→ **EXERCISE PROMPT**:
If a line in the records below contains the word "JwkSet", copy it.

[Dataset entries]
[Start of section]

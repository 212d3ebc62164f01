use std::time::{Duration, Instant};

use chrono::NaiveDate;
use jsonwebtoken::jwk::JwkSet;
use jsonwebtoken::{decode, decode_header, Algorithm, DecodingKey, Validation};
use reqwest::Client;
use serde::{Deserialize, Serialize};
use tokio::sync::{Mutex, RwLock};

use crate::error::AppError;
use crate::models::rider::Gender;

#[derive(Debug, Clone, Copy, PartialEq, Eq)]
pub enum UserType {
    Rider,
    Driver,
}

impl UserType {
    pub fn as_str(self) -> &'static str {
        match self {
            UserType::Rider => "rider",
            UserType::Driver => "driver",
        }
    }
}

#[derive(Debug, Clone, Default, Serialize, Deserialize)]
#[serde(rename_all = "camelCase")]
pub struct PublicMetadata {
    pub date_of_birth: Option<String>,
    pub gender: Option<String>,
    pub user_emergency_contact_name: Option<String>,
    pub user_emergency_contact_number: Option<String>,
    pub referral_code: Option<String>,
    pub referred_by: Option<String>,
}

impl PublicMetadata {
    pub fn date_of_birth(&self) -> Result<Option<NaiveDate>, AppError> {
        parse_date(self.date_of_birth.as_deref())
    }

    pub fn gender(&self) -> Result<Option<Gender>, AppError> {
        match non_blank(self.gender.as_deref()) {
            None => Ok(None),
            Some(raw) => Gender::parse(raw)
                .map(Some)
                .ok_or_else(|| AppError::InvalidInput(format!("unknown gender '{raw}'"))),
        }
    }
}

/// Verified token claims. Unknown claims are kept in `extra`.
#[derive(Debug, Clone, Default, Serialize, Deserialize)]
#[serde(rename_all = "camelCase")]
pub struct IdentityClaims {
    pub sub: Option<String>,
    pub first_name: Option<String>,
    pub last_name: Option<String>,
    pub phone_number: Option<String>,
    pub user_type: Option<String>,
    pub email: Option<String>,
    #[serde(rename = "public_metadata")]
    pub public_metadata: Option<PublicMetadata>,
    #[serde(flatten)]
    pub extra: serde_json::Map<String, serde_json::Value>,
}

/// The claims every principal must carry.
#[derive(Debug, Clone)]
pub struct Profile {
    pub external_id: String,
    pub first_name: String,
    pub last_name: String,
    pub phone_number: String,
    pub user_type: UserType,
}

impl IdentityClaims {
    pub fn require_profile(&self) -> Result<Profile, AppError> {
        let missing = || AppError::InvalidInput("required fields are missing".to_string());

        let external_id = non_blank(self.sub.as_deref()).ok_or_else(missing)?;
        let first_name = non_blank(self.first_name.as_deref()).ok_or_else(missing)?;
        let last_name = non_blank(self.last_name.as_deref()).ok_or_else(missing)?;
        let phone_number = non_blank(self.phone_number.as_deref()).ok_or_else(missing)?;
        let user_type = non_blank(self.user_type.as_deref()).ok_or_else(missing)?;

        let user_type = match user_type.to_ascii_lowercase().as_str() {
            "rider" => UserType::Rider,
            "driver" => UserType::Driver,
            other => {
                return Err(AppError::InvalidInput(format!("unknown userType '{other}'")));
            }
        };

        Ok(Profile {
            external_id: external_id.to_string(),
            first_name: first_name.to_string(),
            last_name: last_name.to_string(),
            phone_number: phone_number.to_string(),
            user_type,
        })
    }

    pub fn email(&self) -> Option<String> {
        non_blank(self.email.as_deref()).map(str::to_string)
    }

    pub fn metadata(&self) -> PublicMetadata {
        self.public_metadata.clone().unwrap_or_default()
    }
}

/// Verifies RS256 bearer tokens against the issuer's JWKS, caching the key set and
/// refreshing it when a token names a key id the cache does not know. Refreshes run one
/// at a time and at most once per `refresh_cooldown`.
pub struct IdentityVerifier {
    client: Client,
    jwks_url: String,
    keys: RwLock<Option<JwkSet>>,
    last_refresh: Mutex<Option<Instant>>,
    refresh_cooldown: Duration,
}

impl IdentityVerifier {
    pub fn new(
        jwks_url: String,
        timeout: Duration,
        refresh_cooldown: Duration,
    ) -> Result<Self, AppError> {
        let client = Client::builder()
            .timeout(timeout)
            .build()
            .map_err(|err| AppError::Internal(format!("failed to build jwks client: {err}")))?;

        Ok(Self {
            client,
            jwks_url,
            keys: RwLock::new(None),
            last_refresh: Mutex::new(None),
            refresh_cooldown,
        })
    }

    pub async fn verify(&self, token: &str) -> Result<IdentityClaims, AppError> {
        let token = strip_bearer(token);
        if token.is_empty() {
            return Err(AppError::Unauthenticated("missing bearer token".to_string()));
        }

        let header = decode_header(token)
            .map_err(|err| AppError::Unauthenticated(format!("malformed token: {err}")))?;
        let kid = header.kid.as_deref();

        let key = match self.cached_key(kid).await? {
            Some(key) => key,
            None => {
                self.refresh_on_miss(kid).await?;
                self.cached_key(kid).await?.ok_or_else(|| {
                    AppError::Unauthenticated(format!("no signing key for kid {kid:?}"))
                })?
            }
        };

        let mut validation = Validation::new(Algorithm::RS256);
        validation.validate_aud = false;

        let data = decode::<IdentityClaims>(token, &key, &validation).map_err(|err| {
            tracing::warn!(error = %err, "token verification failed");
            AppError::Unauthenticated(format!("invalid or expired token: {err}"))
        })?;

        Ok(data.claims)
    }

    async fn cached_key(&self, kid: Option<&str>) -> Result<Option<DecodingKey>, AppError> {
        let guard = self.keys.read().await;
        let Some(set) = guard.as_ref() else {
            return Ok(None);
        };

        let jwk = match kid {
            Some(kid) => set.find(kid),
            None if set.keys.len() == 1 => set.keys.first(),
            None => None,
        };

        jwk.map(|jwk| {
            DecodingKey::from_jwk(jwk)
                .map_err(|err| AppError::Unauthenticated(format!("unusable signing key: {err}")))
        })
        .transpose()
    }

    async fn refresh_on_miss(&self, kid: Option<&str>) -> Result<(), AppError> {
        let mut last_refresh = self.last_refresh.lock().await;

        // A concurrent miss may have loaded the key while we waited.
        if self.cached_key(kid).await?.is_some() {
            return Ok(());
        }
        if let Some(at) = *last_refresh {
            if at.elapsed() < self.refresh_cooldown {
                tracing::debug!(kid = ?kid, "jwks refreshed recently, not refetching");
                return Ok(());
            }
        }

        tracing::info!(kid = ?kid, "unknown signing key, refreshing jwks");
        *last_refresh = Some(Instant::now());
        self.refresh().await
    }

    async fn refresh(&self) -> Result<(), AppError> {
        let response = self
            .client
            .get(&self.jwks_url)
            .send()
            .await
            .map_err(|err| AppError::Unauthenticated(format!("jwks fetch failed: {err}")))?;

        if !response.status().is_success() {
            return Err(AppError::Unauthenticated(format!(
                "jwks fetch failed: {}",
                response.status()
            )));
        }

        let set: JwkSet = response
            .json()
            .await
            .map_err(|err| AppError::Unauthenticated(format!("invalid jwks document: {err}")))?;

        tracing::debug!(keys = set.keys.len(), "jwks refreshed");
        *self.keys.write().await = Some(set);
        Ok(())
    }
}

fn strip_bearer(token: &str) -> &str {
    let token = token.trim();
    token.strip_prefix("Bearer ").unwrap_or(token).trim()
}

fn non_blank(value: Option<&str>) -> Option<&str> {
    value.map(str::trim).filter(|value| !value.is_empty())
}

pub fn parse_date(raw: Option<&str>) -> Result<Option<NaiveDate>, AppError> {
    match non_blank(raw) {
        None => Ok(None),
        Some(raw) => NaiveDate::parse_from_str(raw, "%Y-%m-%d")
            .map(Some)
            .map_err(|err| AppError::InvalidInput(format!("invalid date '{raw}': {err}"))),
    }
}

#[cfg(test)]
mod tests {
    use std::time::Duration;

    use base64::engine::general_purpose::URL_SAFE_NO_PAD;
    use base64::Engine;
    use chrono::NaiveDate;
    use serde_json::json;
    use wiremock::matchers::{method, path};
    use wiremock::{Mock, MockServer, ResponseTemplate};

    use super::{strip_bearer, IdentityClaims, IdentityVerifier, UserType};
    use crate::error::AppError;
    use crate::models::rider::Gender;

    fn claims(value: serde_json::Value) -> IdentityClaims {
        serde_json::from_value(value).unwrap()
    }

    #[test]
    fn profile_requires_every_identity_field() {
        let full = claims(json!({
            "sub": "user_1",
            "firstName": "Asha",
            "lastName": "Rao",
            "phoneNumber": "+919800000001",
            "userType": "driver"
        }));
        let profile = full.require_profile().unwrap();
        assert_eq!(profile.external_id, "user_1");
        assert_eq!(profile.user_type, UserType::Driver);

        let missing_phone = claims(json!({
            "sub": "user_1",
            "firstName": "Asha",
            "lastName": "Rao",
            "phoneNumber": "  ",
            "userType": "driver"
        }));
        assert!(matches!(
            missing_phone.require_profile(),
            Err(AppError::InvalidInput(_))
        ));
    }

    #[test]
    fn metadata_and_unknown_claims_are_parsed() {
        let parsed = claims(json!({
            "sub": "user_1",
            "exp": 1_900_000_000,
            "public_metadata": {
                "dateOfBirth": "1994-03-12",
                "gender": "Female",
                "referralCode": "ASHA10"
            }
        }));

        let metadata = parsed.metadata();
        assert_eq!(
            metadata.date_of_birth().unwrap(),
            NaiveDate::from_ymd_opt(1994, 3, 12)
        );
        assert_eq!(metadata.gender().unwrap(), Some(Gender::Female));
        assert_eq!(metadata.referral_code.as_deref(), Some("ASHA10"));
        assert_eq!(parsed.extra["exp"], 1_900_000_000);
    }

    #[test]
    fn malformed_metadata_is_invalid_input() {
        let parsed = claims(json!({
            "public_metadata": { "dateOfBirth": "12/03/1994", "gender": "robot" }
        }));
        let metadata = parsed.metadata();
        assert!(matches!(metadata.date_of_birth(), Err(AppError::InvalidInput(_))));
        assert!(matches!(metadata.gender(), Err(AppError::InvalidInput(_))));
    }

    fn unsigned_token(kid: &str) -> String {
        let encode = |value: serde_json::Value| URL_SAFE_NO_PAD.encode(value.to_string());
        format!(
            "{}.{}.c2ln",
            encode(json!({ "alg": "RS256", "typ": "JWT", "kid": kid })),
            encode(json!({ "sub": "user_1" }))
        )
    }

    #[tokio::test]
    async fn unknown_key_ids_refetch_at_most_once_per_cooldown() {
        let server = MockServer::start().await;
        Mock::given(method("GET"))
            .and(path("/jwks"))
            .respond_with(ResponseTemplate::new(200).set_body_json(json!({ "keys": [] })))
            .mount(&server)
            .await;

        let verifier = IdentityVerifier::new(
            format!("{}/jwks", server.uri()),
            Duration::from_secs(2),
            Duration::from_secs(60),
        )
        .unwrap();

        for kid in ["ghost-1", "ghost-2", "ghost-3"] {
            let err = verifier.verify(&unsigned_token(kid)).await.unwrap_err();
            assert!(matches!(err, AppError::Unauthenticated(_)));
        }

        assert_eq!(server.received_requests().await.unwrap().len(), 1);
    }

    #[tokio::test]
    async fn zero_cooldown_refetches_on_every_miss() {
        let server = MockServer::start().await;
        Mock::given(method("GET"))
            .respond_with(ResponseTemplate::new(200).set_body_json(json!({ "keys": [] })))
            .mount(&server)
            .await;

        let verifier = IdentityVerifier::new(
            format!("{}/jwks", server.uri()),
            Duration::from_secs(2),
            Duration::ZERO,
        )
        .unwrap();

        for kid in ["ghost-1", "ghost-2"] {
            assert!(verifier.verify(&unsigned_token(kid)).await.is_err());
        }

        assert_eq!(server.received_requests().await.unwrap().len(), 2);
    }

    #[test]
    fn bearer_prefix_is_optional() {
        assert_eq!(strip_bearer("Bearer abc.def.ghi"), "abc.def.ghi");
        assert_eq!(strip_bearer("  abc.def.ghi "), "abc.def.ghi");
    }
}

[End of section]

→ **RESPONSE FOR THIS EXERCISE**:
use jsonwebtoken::jwk::JwkSet;
    keys: RwLock<Option<JwkSet>>,
        let set: JwkSet = response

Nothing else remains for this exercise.